In July 2007, three related cats, feral, had litters in my backyard in Oakland. We brought one little family inside. Then that mother's sister deposited her five two-week old kittens on the back stoop, for us to raise. Their extreme youth made it tough.
One was a long-haired Tuxedo with white on his paws. The hair made him seem solid. I called him Bear.
Something in his yellow-green eyes suggested we knew each other. I wondered if he was my mother, reincarnated. I can't say I really believed this; but I outlined a short story in which a man was convinced a kitten was his mother in her next life. Of all the kittens, only Bear truly became part of our life.
When Bear was four, we moved to Las Cruces. Bear hated the long drive.
Home now was a vast expanse of desert near the Organs, not a lush garden. Solitude, not a crowd of siblings and cousins. Strange and dangerous critters. At first, he never went out. Then he did, and stayed out later and later. Instinct told him not to approach rattlesnakes. He survived seven years without becoming some coyote's supper.

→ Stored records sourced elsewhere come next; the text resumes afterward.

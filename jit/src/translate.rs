// translate.rs - Translator used when no native backend is available
//
// Scans each block the engine reports as hot and records its shape, then
// declines compilation so the block keeps running in the interpreter. The
// collected profile is what a backend would be asked to compile.

use crate::addr::GuestAddr;
use crate::arena::CodePtr;
use crate::block::{self, BlockExit};
use crate::cache::CodeCache;
use crate::engine::Translator;
use crate::error::Result;
use crate::mmu::Mmu;
use std::collections::BTreeMap;
use tracing::debug;

/// A block that reached the hotness threshold
#[derive(Debug, Clone)]
pub struct HotBlock {
    pub start: u64,
    pub end: u64,
    pub insns: usize,
    pub exit: BlockExit,
    /// Statically known next blocks
    pub successors: Vec<u64>,
    /// Translation requests seen for this block
    pub requests: u64,
}

#[derive(Debug, Default)]
pub struct ProfilingTranslator {
    blocks: BTreeMap<u64, HotBlock>,
}

impl ProfilingTranslator {
    pub fn new() -> Self {
        Self::default()
    }

    /// Hot blocks ordered by start address.
    pub fn hot_blocks(&self) -> impl Iterator<Item = &HotBlock> {
        self.blocks.values()
    }

    pub fn len(&self) -> usize {
        self.blocks.len()
    }

    pub fn is_empty(&self) -> bool {
        self.blocks.is_empty()
    }
}

impl Translator for ProfilingTranslator {
    fn translate(&mut self, pc: GuestAddr, mmu: &Mmu, _cache: &mut CodeCache) -> Result<Option<CodePtr>> {
        if let Some(hot) = self.blocks.get_mut(&pc.0) {
            hot.requests += 1;
            return Ok(None);
        }

        let block = block::scan(mmu, pc)?;
        debug!(
            pc = %pc,
            end = format_args!("0x{:x}", block.end),
            insns = block.instructions.len(),
            exit = ?block.exit,
            "hot block"
        );
        self.blocks.insert(
            pc.0,
            HotBlock {
                start: block.start,
                end: block.end,
                insns: block.instructions.len(),
                exit: block.exit,
                successors: block.successors(),
                requests: 1,
            },
        );
        Ok(None)
    }
}

#[cfg(test)]
mod tests {
    use super::*;
    use crate::cache::CacheConfig;
    use crate::error::Error;

    const WINDOW: u64 = 0x4000_0000;

    fn small_cache() -> CodeCache {
        CodeCache::with_config(CacheConfig {
            entries: 64,
            arena_size: 4096,
            hot_threshold: 1,
        })
        .unwrap()
    }

    #[test]
    fn test_records_and_declines() {
        let mut mmu = Mmu::at(GuestAddr(WINDOW));
        // addi a0, a0, -1 ; bne a0, zero, -4
        let code: Vec<u8> = [0xfff5_0513u32, 0xfe05_1ee3]
            .iter()
            .flat_map(|w| w.to_le_bytes())
            .collect();
        let pc = mmu.alloc(4096).unwrap();
        mmu.write(pc, &code).unwrap();

        let mut cache = small_cache();
        let mut translator = ProfilingTranslator::new();
        assert!(translator.translate(pc, &mmu, &mut cache).unwrap().is_none());
        assert!(translator.translate(pc, &mmu, &mut cache).unwrap().is_none());

        assert_eq!(translator.len(), 1);
        let hot = translator.hot_blocks().next().unwrap();
        assert_eq!(hot.start, pc.0);
        assert_eq!(hot.end, pc.0 + 8);
        assert_eq!(hot.insns, 2);
        assert_eq!(hot.requests, 2);
        assert!(matches!(hot.exit, BlockExit::Branch { .. }));
        assert_eq!(hot.successors, vec![pc.0, pc.0 + 8]);
        assert_eq!(cache.stats().installs, 0);
    }

    #[test]
    fn test_unmapped_block_is_an_error() {
        let mmu = Mmu::at(GuestAddr(WINDOW + 0x10_0000));
        let mut cache = small_cache();
        let mut translator = ProfilingTranslator::new();
        let err = translator.translate(mmu.base(), &mmu, &mut cache).unwrap_err();
        assert!(matches!(err, Error::Unmapped { .. }));
        assert!(translator.is_empty());
    }
}
//! Reconciliation scheduler.
//!
//! [`Reconciler`] drives the fleet toward the state the switches report:
//! a periodic ticker snapshots the registry and spawns one sync task per
//! device, and external events (create, update, explicit sync request)
//! trigger the same per-device routine immediately via [`Reconciler::trigger`].
//!
//! ## State machine
//!
//! Each sync moves the device through `{connecting, online, auth_failed,
//! error}`: session ensured + state fetched + parsed → `online`; session
//! establishment failed → `auth_failed`; fetch or parse failed → `error`.
//! Create/update reset to `connecting` in the registry, outside this module.
//!
//! ## Concurrency
//!
//! Overlapping syncs for the same device are NOT deduplicated — a periodic
//! tick may race an on-demand trigger. Every commit is atomic under the
//! registry lock, so the record stays consistent and the logical result is
//! last-write-wins. One device's failure or slow switch never delays the
//! rest of the pass; each device runs in its own task, bounded by the
//! client's per-call timeout. There is no retry — the next tick retries.

pub mod session;

use std::sync::Arc;
use std::time::Duration;

use chrono::Utc;
use tokio::sync::watch;
use tokio::task::JoinHandle;
use tracing::{debug, info, warn};

use crate::client::SwitchClient;
use crate::registry::{DeviceRegistry, DeviceStatus};
use session::SessionManager;

/// Periodic + on-demand fleet synchronization.
///
/// Cloneable — all clones share the registry, session manager, and client.
#[derive(Clone)]
pub struct Reconciler {
    registry: Arc<DeviceRegistry>,
    sessions: SessionManager,
    client: SwitchClient,
    interval: Duration,
}

impl Reconciler {
    pub fn new(
        registry: Arc<DeviceRegistry>,
        sessions: SessionManager,
        client: SwitchClient,
        interval: Duration,
    ) -> Self {
        Self {
            registry,
            sessions,
            client,
            interval,
        }
    }

    /// Start the periodic loop. The returned handle completes once the
    /// shutdown signal fires; in-flight per-device syncs are not cancelled
    /// and may finish after it (their commits no-op if the device is gone).
    pub fn spawn(&self, mut shutdown: watch::Receiver<bool>) -> JoinHandle<()> {
        let reconciler = self.clone();
        tokio::spawn(async move {
            let mut ticker = tokio::time::interval(reconciler.interval);
            // The first tick completes immediately; consume it so passes
            // start one interval after spawn.
            ticker.tick().await;
            loop {
                tokio::select! {
                    _ = ticker.tick() => reconciler.sync_all().await,
                    _ = shutdown.changed() => {
                        info!("Reconciler stopping");
                        break;
                    }
                }
            }
        })
    }

    /// Snapshot the fleet and spawn one independent sync task per device.
    pub async fn sync_all(&self) {
        let devices = self.registry.list().await;
        debug!(count = devices.len(), "Fleet sync pass");
        for device in devices {
            self.trigger(device.id);
        }
    }

    /// Queue an immediate sync for one device, independent of the ticker.
    pub fn trigger(&self, id: u64) {
        let reconciler = self.clone();
        tokio::spawn(async move {
            reconciler.sync_device(id).await;
        });
    }

    /// Run one sync: ensure session → fetch state → commit the result.
    ///
    /// All failures are contained here: they are logged, mapped onto the
    /// device status, and never propagate to the caller.
    pub async fn sync_device(&self, id: u64) {
        let Some(device) = self.registry.get(id).await else {
            return;
        };
        debug!(id, endpoint = %device.endpoint_name(), "Syncing switch");

        let token = match self.sessions.ensure_session(&device).await {
            Ok(token) => token,
            Err(e) => {
                warn!(id, name = %device.display_name, "Auth failed: {e}");
                self.registry
                    .mark_status(id, DeviceStatus::AuthFailed)
                    .await;
                return;
            }
        };

        let state = match self.client.system_state(&device, &token).await {
            Ok(state) => state,
            Err(e) => {
                warn!(id, name = %device.display_name, "State fetch failed: {e}");
                self.registry.mark_status(id, DeviceStatus::Error).await;
                return;
            }
        };

        let synced_at = Utc::now();
        let snapshot = state.into_info();
        info!(
            id,
            name = %snapshot.sys_name,
            model = %snapshot.model_name,
            firmware = %snapshot.firmware_version,
            "Switch synced"
        );
        self.registry.commit_sync(id, snapshot, synced_at).await;
    }
}
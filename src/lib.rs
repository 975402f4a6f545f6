#![deny(clippy::all)]
#![warn(clippy::pedantic)]
#![allow(clippy::module_name_repetitions)]
#![allow(clippy::must_use_candidate)]
#![allow(clippy::missing_errors_doc)]
#![allow(clippy::missing_panics_doc)]
#![allow(clippy::doc_markdown)]
#![allow(clippy::too_many_lines)]
#![allow(clippy::unused_async)]

//! swctl library — exposes core modules for use by the server binary and tests.
//!
//! This library re-exports the key building blocks:
//! - `registry` — concurrency-safe device store, id allocation, CRUD
//! - `sync` — reconciliation scheduler and per-device session brokering
//! - `client` — typed HTTP client for the switch management API
//! - `schema` — upload tokens, schema retrieval, archive extraction
//! - `auth` — API key authentication middleware
//! - `config` — configuration loading
//! - `routes` — REST API route handlers

pub mod auth;
pub mod client;
pub mod config;
pub mod registry;
pub mod routes;
pub mod schema;
pub mod state;
pub mod sync;

#[cfg(test)]
pub mod testutil;

// Re-export key types at crate root for convenience.
pub use auth::ApiKey;
pub use client::SwitchClient;
pub use config::Config;
pub use registry::DeviceRegistry;
pub use schema::SchemaManager;
pub use state::AppState;
pub use sync::session::SessionManager;
pub use sync::Reconciler;
//! Unauthenticated health-check endpoint.

use axum::{extract::State, Json};
use serde_json::{json, Value};

use crate::state::AppState;

/// `GET /health` — liveness probe.
///
/// Returns status, uptime, version, and fleet counters. No authentication
/// required, suitable for load-balancer health checks.
pub async fn health(State(state): State<AppState>) -> Json<Value> {
    let uptime = state.start_time.elapsed().as_secs();
    let devices = state.registry.count().await;
    let pending_uploads = state.schemas.pending_tokens().await;

    Json(json!({
        "status": "ok",
        "service": "swctl",
        "version": env!("CARGO_PKG_VERSION"),
        "uptime_secs": uptime,
        "devices": devices,
        "pending_uploads": pending_uploads,
    }))
}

Everyone's pet is special. Bear was a pal. We took midday naps together. He appears in many of my poems. He never harmed the birds we loved watching. Often, acting more canine than feline, he lay on his back, untroubled by his vulnerability, inviting some hand to rub chest or belly.
Which of us was entitled to possession of the desk chair was never clear. Sometimes he was on my lap, sometimes scrunched against the back while I sat up straight on the front. Eventually he started climbing up onto the chairback to perch there, just behind my shoulders.

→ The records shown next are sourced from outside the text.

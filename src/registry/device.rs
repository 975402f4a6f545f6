//! Device record types.
//!
//! All types here are plain data structs. Ownership and mutation rules live
//! in [`crate::registry::DeviceRegistry`] — nothing outside the registry
//! mutates a stored [`Device`].

use chrono::{DateTime, Utc};
use serde::{Deserialize, Serialize};

/// Reconciliation state of a managed switch.
///
/// There is no terminal state — a registry entry cycles through these until
/// it is deleted.
#[derive(Debug, Clone, Copy, PartialEq, Eq, Serialize, Deserialize)]
#[serde(rename_all = "snake_case")]
pub enum DeviceStatus {
    /// Newly created or reconfigured, no successful sync yet.
    Connecting,
    /// Last sync authenticated, fetched, and parsed successfully.
    Online,
    /// The switch rejected our credentials or could not be reached during
    /// session establishment.
    AuthFailed,
    /// Session was established but the state fetch or parse failed.
    Error,
}

/// Normalized system snapshot reported by a switch.
///
/// Hardware facts (`model_name`, `firmware_version`, `num_ports`) come from
/// the first card of the chassis — multi-card chassis are not aggregated.
#[derive(Debug, Clone, Default, PartialEq, Serialize, Deserialize)]
#[serde(rename_all = "camelCase")]
pub struct SystemInfo {
    pub sys_name: String,
    pub sys_description: String,
    pub sys_location: String,
    pub sys_contact: String,
    pub model_name: String,
    pub firmware_version: String,
    pub nos_type: String,
    pub chassis_id: String,
    pub num_ports: u32,
    pub is_digital_twin: bool,
}

/// A session token issued by a switch's auth endpoint.
///
/// Token and expiry always travel together — a `Device` either has a full
/// session or none. Expiry is checked on every use, never swept proactively.
#[derive(Debug, Clone)]
pub struct DeviceSession {
    pub token: String,
    pub expires_at: DateTime<Utc>,
}

impl DeviceSession {
    /// Whether the token must be re-acquired before the next call.
    pub fn is_expired(&self) -> bool {
        Utc::now() >= self.expires_at
    }
}

/// A managed switch.
///
/// Credentials, the session, and the schema blob are never serialized into
/// API responses; the schema is served only by the download endpoint.
#[derive(Debug, Clone, Serialize)]
pub struct Device {
    pub id: u64,
    /// `address:port` until the first successful sync reports a system name.
    pub display_name: String,
    pub address: String,
    pub port: u16,
    pub use_https: bool,
    pub username: String,
    #[serde(skip)]
    pub password: String,
    pub status: DeviceStatus,
    #[serde(skip_serializing_if = "Option::is_none")]
    pub last_sync: Option<DateTime<Utc>>,
    #[serde(skip_serializing_if = "Option::is_none")]
    pub system_info: Option<SystemInfo>,
    #[serde(skip)]
    pub session: Option<DeviceSession>,
    #[serde(skip)]
    pub schema: Option<String>,
    #[serde(skip_serializing_if = "Option::is_none")]
    pub schema_fetched_at: Option<DateTime<Utc>>,
}

impl Device {
    /// Base URL of the switch's management API, scheme chosen by `use_https`.
    pub fn base_url(&self) -> String {
        let scheme = if self.use_https { "https" } else { "http" };
        format!("{scheme}://{}:{}", self.address, self.port)
    }

    /// The provisional display name used before a sync reports `sysName`.
    pub fn endpoint_name(&self) -> String {
        format!("{}:{}", self.address, self.port)
    }
}

/// Connection target and credentials for a new device.
#[derive(Debug, Clone)]
pub struct DeviceSpec {
    pub address: String,
    pub port: u16,
    pub use_https: bool,
    pub username: String,
    pub password: String,
}

/// Partial update for an existing device. `None` fields are left untouched.
#[derive(Debug, Clone, Default)]
pub struct DevicePatch {
    pub address: Option<String>,
    pub port: Option<u16>,
    pub use_https: Option<bool>,
    pub username: Option<String>,
    pub password: Option<String>,
}

impl DevicePatch {
    /// Whether the patch changes anything at all.
    pub fn is_empty(&self) -> bool {
        self.address.is_none()
            && self.port.is_none()
            && self.use_https.is_none()
            && self.username.is_none()
            && self.password.is_none()
    }
}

He shared our joys, and comforted us in sorrow. During discussions, we consulted him and each translated his sounds, expressions, and tail flicks in ways that supported our own view. (Turns out, he had surprisingly frank comments on our foibles.) I speculated with him on which of us would die first. I didn't want to leave him. He expressed no opinion.

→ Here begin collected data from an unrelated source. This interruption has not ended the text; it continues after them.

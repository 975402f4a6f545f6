//! Schema retrieval pipeline.
//!
//! Retrieval is two-phase and asymmetric in transport:
//!
//! - **Phase A** ([`SchemaManager::request_schema`]): mint an upload token
//!   bound to the device, schedule its unconditional removal after the
//!   configured lifetime, then ask the switch — over its own API — to push
//!   its schema bundle to our callback URL embedding the token.
//! - **Phase B** ([`SchemaManager::receive_upload`]): the switch calls back
//!   with the bundle; the token is consumed (single-use) and the schema is
//!   stored on the device record, extracting it from a tar.gz when the
//!   payload is compressed.
//!
//! The token is registered before the outbound push request, so a push
//! failure still leaves a token that expires unused — never a dangling
//! callback without a token.
//!
//! ## Concurrency
//!
//! The token table has its own `RwLock`, independent of the registry lock
//! (the two are never held together). Consumption removes the entry under
//! the write lock, which is what makes acceptance exactly-once even with
//! concurrent callbacks.

pub mod archive;

use std::collections::HashMap;
use std::sync::Arc;
use std::time::Duration;

use chrono::{DateTime, Utc};
use thiserror::Error;
use tokio::sync::RwLock;
use tracing::{debug, info, warn};
use uuid::Uuid;

use crate::client::{ClientError, DebugUploadRequest, SwitchClient};
use crate::registry::DeviceRegistry;
use crate::sync::session::SessionManager;

/// Errors surfaced by the schema pipeline.
#[derive(Debug, Error)]
pub enum SchemaError {
    /// The requested device id is not in the registry.
    #[error("device not found")]
    DeviceNotFound,
    /// Callback token absent — expired, already consumed, or never issued.
    #[error("unknown or expired upload token")]
    UnknownToken,
    /// The switch could not be reached or rejected the push request.
    #[error(transparent)]
    Device(#[from] ClientError),
}

/// A pending upload authorization bound to one device.
struct UploadToken {
    device_id: u64,
    created_at: DateTime<Utc>,
}

/// Owns the upload-token table and both phases of schema retrieval.
///
/// Cloneable — all clones share the token table, registry, and client.
#[derive(Clone)]
pub struct SchemaManager {
    tokens: Arc<RwLock<HashMap<String, UploadToken>>>,
    registry: Arc<DeviceRegistry>,
    sessions: SessionManager,
    client: SwitchClient,
    /// Externally reachable base URL of this server (injected config).
    callback_base: String,
    token_ttl: Duration,
}

impl SchemaManager {
    pub fn new(
        registry: Arc<DeviceRegistry>,
        sessions: SessionManager,
        client: SwitchClient,
        callback_base: String,
        token_ttl: Duration,
    ) -> Self {
        Self {
            tokens: Arc::new(RwLock::new(HashMap::new())),
            registry,
            sessions,
            client,
            callback_base,
            token_ttl,
        }
    }

    /// Phase A — ask `id` to push its schema bundle to our callback URL.
    ///
    /// Returns the minted token. The token and its expiry timer exist as
    /// soon as this is called, independent of whether the push request
    /// reaches the switch.
    pub async fn request_schema(&self, id: u64) -> Result<String, SchemaError> {
        let device = self
            .registry
            .get(id)
            .await
            .ok_or(SchemaError::DeviceNotFound)?;

        let token = format!("{id}-{}", Utc::now().timestamp());
        self.tokens.write().await.insert(
            token.clone(),
            UploadToken {
                device_id: id,
                created_at: Utc::now(),
            },
        );
        self.schedule_expiry(token.clone());

        let session = self.sessions.ensure_session(&device).await?;
        let callback = format!(
            "{}/api/v1/upload/schema/{token}",
            self.callback_base.trim_end_matches('/')
        );
        let request = DebugUploadRequest {
            url: callback,
            info_type: vec!["OPENAPI_SCHEMA".to_string()],
            // Throwaway credentials for the switch's HTTP push; the callback
            // endpoint itself is correlated by token, not by these.
            username: "upload".to_string(),
            password: Uuid::new_v4().simple().to_string(),
        };
        self.client
            .request_debug_upload(&device, &session, &request)
            .await?;

        info!(id, token = %token, "Schema upload requested");
        Ok(token)
    }

    /// Phase B — consume `token` and store the uploaded payload.
    ///
    /// Acceptance is exactly-once: the token is removed under the write lock
    /// before anything else happens, so a concurrent duplicate callback sees
    /// [`SchemaError::UnknownToken`]. Returns the device id the upload was
    /// attributed to.
    pub async fn receive_upload(&self, token: &str, payload: &[u8]) -> Result<u64, SchemaError> {
        let Some(pending) = self.tokens.write().await.remove(token) else {
            return Err(SchemaError::UnknownToken);
        };
        let age_secs = (Utc::now() - pending.created_at).num_seconds();

        let schema = if archive::looks_gzipped(payload) {
            match archive::extract_openapi(payload) {
                Ok(content) => content,
                Err(e) => {
                    // Non-fatal: keep the raw bytes rather than reject the upload
                    warn!(
                        device = pending.device_id,
                        "Archive extraction failed ({e}), storing raw payload"
                    );
                    String::from_utf8_lossy(payload).into_owned()
                }
            }
        } else {
            String::from_utf8_lossy(payload).into_owned()
        };

        let bytes = schema.len();
        if self
            .registry
            .store_schema(pending.device_id, schema, Utc::now())
            .await
        {
            info!(
                device = pending.device_id,
                bytes, age_secs, "Schema received"
            );
        } else {
            warn!(
                device = pending.device_id,
                "Upload arrived for a deleted device, dropping schema"
            );
        }
        Ok(pending.device_id)
    }

    /// Number of unconsumed tokens (observability).
    pub async fn pending_tokens(&self) -> usize {
        self.tokens.read().await.len()
    }

    /// Remove the token after its lifetime, used or not.
    fn schedule_expiry(&self, token: String) {
        let tokens = Arc::clone(&self.tokens);
        let ttl = self.token_ttl;
        tokio::spawn(async move {
            tokio::time::sleep(ttl).await;
            if tokens.write().await.remove(&token).is_some() {
                debug!(token = %token, "Upload token expired unused");
            }
        });
    }
}

#[cfg(test)]
mod tests {
    use super::*;
    use crate::testutil::FakeSwitch;
    use flate2::write::GzEncoder;
    use flate2::Compression;
    use std::sync::atomic::Ordering;

    fn manager(registry: &Arc<DeviceRegistry>, token_ttl: Duration) -> SchemaManager {
        let client = SwitchClient::new(Duration::from_secs(2));
        SchemaManager::new(
            Arc::clone(registry),
            SessionManager::new(Arc::clone(registry), client.clone(), 3600),
            client,
            "http://mgmt.example.com:9301".to_string(),
            token_ttl,
        )
    }

    async fn insert_token(manager: &SchemaManager, token: &str, device_id: u64) {
        manager.tokens.write().await.insert(
            token.to_string(),
            UploadToken {
                device_id,
                created_at: Utc::now(),
            },
        );
    }

    fn schema_tar_gz(content: &str) -> Vec<u8> {
        let mut builder = tar::Builder::new(GzEncoder::new(Vec::new(), Compression::default()));
        let mut header = tar::Header::new_gnu();
        header.set_size(content.len() as u64);
        header.set_mode(0o644);
        header.set_cksum();
        builder
            .append_data(&mut header, "config/openapi.yaml", content.as_bytes())
            .unwrap();
        builder.into_inner().unwrap().finish().unwrap()
    }

    #[tokio::test]
    async fn request_schema_registers_token_and_pushes_request() {
        let switch = FakeSwitch::spawn().await;
        let registry = Arc::new(DeviceRegistry::new());
        let manager = manager(&registry, Duration::from_secs(600));

        let device = registry.create(switch.spec()).await;
        let token = manager.request_schema(device.id).await.unwrap();

        assert!(token.starts_with(&format!("{}-", device.id)));
        assert_eq!(manager.pending_tokens().await, 1);
        assert_eq!(switch.state.upload_requests.load(Ordering::SeqCst), 1);
    }

    #[tokio::test]
    async fn failed_push_request_still_leaves_the_token_registered() {
        let switch = FakeSwitch::spawn().await;
        switch.state.reject_upload_request.store(true, Ordering::SeqCst);
        let registry = Arc::new(DeviceRegistry::new());
        let manager = manager(&registry, Duration::from_secs(600));

        let device = registry.create(switch.spec()).await;
        let err = manager.request_schema(device.id).await.unwrap_err();
        assert!(matches!(err, SchemaError::Device(_)));
        // The token was minted before the push and survives its failure
        assert_eq!(manager.pending_tokens().await, 1);
    }

    #[tokio::test]
    async fn request_schema_for_unknown_device_is_rejected() {
        let registry = Arc::new(DeviceRegistry::new());
        let manager = manager(&registry, Duration::from_secs(600));
        assert!(matches!(
            manager.request_schema(42).await,
            Err(SchemaError::DeviceNotFound)
        ));
        assert_eq!(manager.pending_tokens().await, 0);
    }

    #[tokio::test]
    async fn unknown_token_is_rejected() {
        let registry = Arc::new(DeviceRegistry::new());
        let manager = manager(&registry, Duration::from_secs(600));
        assert!(matches!(
            manager.receive_upload("nope", b"payload").await,
            Err(SchemaError::UnknownToken)
        ));
    }

    #[tokio::test]
    async fn token_is_consumed_exactly_once() {
        let switch = FakeSwitch::spawn().await;
        let registry = Arc::new(DeviceRegistry::new());
        let manager = manager(&registry, Duration::from_secs(600));

        let device = registry.create(switch.spec()).await;
        insert_token(&manager, "1-100", device.id).await;

        manager.receive_upload("1-100", b"openapi: 3.0.0").await.unwrap();
        assert!(matches!(
            manager.receive_upload("1-100", b"openapi: 3.0.0").await,
            Err(SchemaError::UnknownToken)
        ));
    }

    #[tokio::test]
    async fn raw_payload_is_stored_verbatim() {
        let switch = FakeSwitch::spawn().await;
        let registry = Arc::new(DeviceRegistry::new());
        let manager = manager(&registry, Duration::from_secs(600));

        let device = registry.create(switch.spec()).await;
        insert_token(&manager, "1-101", device.id).await;
        manager.receive_upload("1-101", b"openapi: 3.0.0\n").await.unwrap();

        let device = registry.get(device.id).await.unwrap();
        assert_eq!(device.schema.as_deref(), Some("openapi: 3.0.0\n"));
        assert!(device.schema_fetched_at.is_some());
    }

    #[tokio::test]
    async fn gzipped_archive_is_extracted() {
        let switch = FakeSwitch::spawn().await;
        let registry = Arc::new(DeviceRegistry::new());
        let manager = manager(&registry, Duration::from_secs(600));

        let device = registry.create(switch.spec()).await;
        insert_token(&manager, "1-102", device.id).await;

        let payload = schema_tar_gz("openapi: 3.0.0\ninfo:\n  title: sw1\n");
        manager.receive_upload("1-102", &payload).await.unwrap();

        let device = registry.get(device.id).await.unwrap();
        assert_eq!(
            device.schema.as_deref(),
            Some("openapi: 3.0.0\ninfo:\n  title: sw1\n")
        );
    }

    #[tokio::test]
    async fn archive_without_schema_entry_falls_back_to_raw_bytes() {
        let switch = FakeSwitch::spawn().await;
        let registry = Arc::new(DeviceRegistry::new());
        let manager = manager(&registry, Duration::from_secs(600));

        let device = registry.create(switch.spec()).await;
        insert_token(&manager, "1-103", device.id).await;

        let mut builder =
            tar::Builder::new(GzEncoder::new(Vec::new(), Compression::default()));
        let mut header = tar::Header::new_gnu();
        header.set_size(4);
        header.set_mode(0o644);
        header.set_cksum();
        builder.append_data(&mut header, "notes.txt", &b"text"[..]).unwrap();
        let payload = builder.into_inner().unwrap().finish().unwrap();

        manager.receive_upload("1-103", &payload).await.unwrap();

        let device = registry.get(device.id).await.unwrap();
        // Fallback stores the (lossy) raw archive bytes, not a rejection
        let stored = device.schema.expect("schema stored");
        assert_eq!(stored, String::from_utf8_lossy(&payload));
    }

    #[tokio::test]
    async fn expired_token_is_rejected() {
        let switch = FakeSwitch::spawn().await;
        let registry = Arc::new(DeviceRegistry::new());
        let manager = manager(&registry, Duration::from_millis(50));

        let device = registry.create(switch.spec()).await;
        insert_token(&manager, "1-104", device.id).await;
        manager.schedule_expiry("1-104".to_string());

        tokio::time::sleep(Duration::from_millis(150)).await;
        assert_eq!(manager.pending_tokens().await, 0);
        assert!(matches!(
            manager.receive_upload("1-104", b"late").await,
            Err(SchemaError::UnknownToken)
        ));
    }

    #[tokio::test]
    async fn upload_for_deleted_device_consumes_token_without_storing() {
        let switch = FakeSwitch::spawn().await;
        let registry = Arc::new(DeviceRegistry::new());
        let manager = manager(&registry, Duration::from_secs(600));

        let device = registry.create(switch.spec()).await;
        insert_token(&manager, "1-105", device.id).await;
        registry.delete(device.id).await;

        manager.receive_upload("1-105", b"payload").await.unwrap();
        assert_eq!(manager.pending_tokens().await, 0);
    }
}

When we moved into town, he took weeks to settle down, but quickly told the neighborhood cats whose turf the garden was.
A month ago, he went off his feed. We took him to Jornada. We learned he had a huge, aggressive tumor in his guts. Without surgery, he had weeks to live. With surgery, the prognosis was still grim; “success” was unlikely, and at best might gain him another year or two.
What to do was a decision where emotion and pocketbook intersected. Also heart and conscience: we loved Bear, but if we could afford an expensive operation, we could afford a handsome donation to Camp Hope to house a homeless person.
If Bear was leaving, we wouldn't draw out his departure, to retain his company longer as he grew miserable.
So we took him home and gave him as much love as we could for two weeks, treasuring his every meow, then returned to the wonderfully caring folks at Jornada to set him free.
Maybe he has another life coming soon. He acquitted himself pretty damned well in this one. I hope he's earned a good rebirth. But, damn, we miss him!